_Problem to work on_
Which of the lines in the data below contain the string "slow"? Copy each of them.

--- Records for processing Enclosed Below ---

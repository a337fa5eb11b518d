//! Drain semantics

use std::time::Duration;

use cmdmux_core::CommandPayload;
use futures::FutureExt;
use tests::async_helpers::{with_timeout, DEFAULT_TIMEOUT};
use tests::GatedExecutor;

use super::dispatcher;

#[tokio::test]
async fn test_drain_on_idle_dispatcher_returns_immediately() {
    let (dispatcher, _bus) = dispatcher(2, GatedExecutor::new());

    assert!(dispatcher.drain().now_or_never().is_some());
}

#[tokio::test]
async fn test_drain_waits_for_running_commands() {
    let executor = GatedExecutor::new();
    let (dispatcher, _bus) = dispatcher(2, executor.clone());

    dispatcher.submit(CommandPayload::new("a"), 0).unwrap();
    dispatcher.submit(CommandPayload::new("b"), 0).unwrap();
    executor.wait_started(2).await;

    let drain = dispatcher.drain();
    tokio::pin!(drain);
    assert!(futures::poll!(drain.as_mut()).is_pending());

    executor.release("a");
    for _ in 0..10 {
        tokio::task::yield_now().await;
    }
    assert!(futures::poll!(drain.as_mut()).is_pending());

    executor.release("b");
    with_timeout(DEFAULT_TIMEOUT, drain).await;
    assert!(dispatcher.queue().is_idle());
}

#[tokio::test]
async fn test_multiple_drain_waiters_resolve_together() {
    let executor = GatedExecutor::new();
    let (dispatcher, _bus) = dispatcher(1, executor.clone());

    dispatcher.submit(CommandPayload::new("slow"), 0).unwrap();
    dispatcher.submit(CommandPayload::new("next"), 0).unwrap();
    executor.wait_started(1).await;

    let waiters = futures::future::join3(dispatcher.drain(), dispatcher.drain(), dispatcher.drain());
    let release = async {
        tokio::time::sleep(Duration::from_millis(10)).await;
        executor.release_all();
    };

    with_timeout(DEFAULT_TIMEOUT, futures::future::join(waiters, release)).await;
    assert_eq!(executor.started(), vec!["slow", "next"]);
}

#[tokio::test]
async fn test_cancelling_the_last_pending_command_releases_drain() {
    let executor = GatedExecutor::new();
    let (dispatcher, _bus) = dispatcher(1, executor.clone());

    dispatcher.submit(CommandPayload::new("running"), 0).unwrap();
    let pending = dispatcher.submit(CommandPayload::new("pending"), 0).unwrap();
    executor.wait_started(1).await;

    // Still counted as running until the worker observes the release
    executor.release("running");
    assert!(dispatcher.try_cancel(pending.id()));

    with_timeout(DEFAULT_TIMEOUT, dispatcher.drain()).await;
    assert_eq!(executor.started(), vec!["running"]);
}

--- End of Enclosed Records for processing ---

_Result_
    dispatcher.submit(CommandPayload::new("slow"), 0).unwrap();
    assert_eq!(executor.started(), vec!["slow", "next"]);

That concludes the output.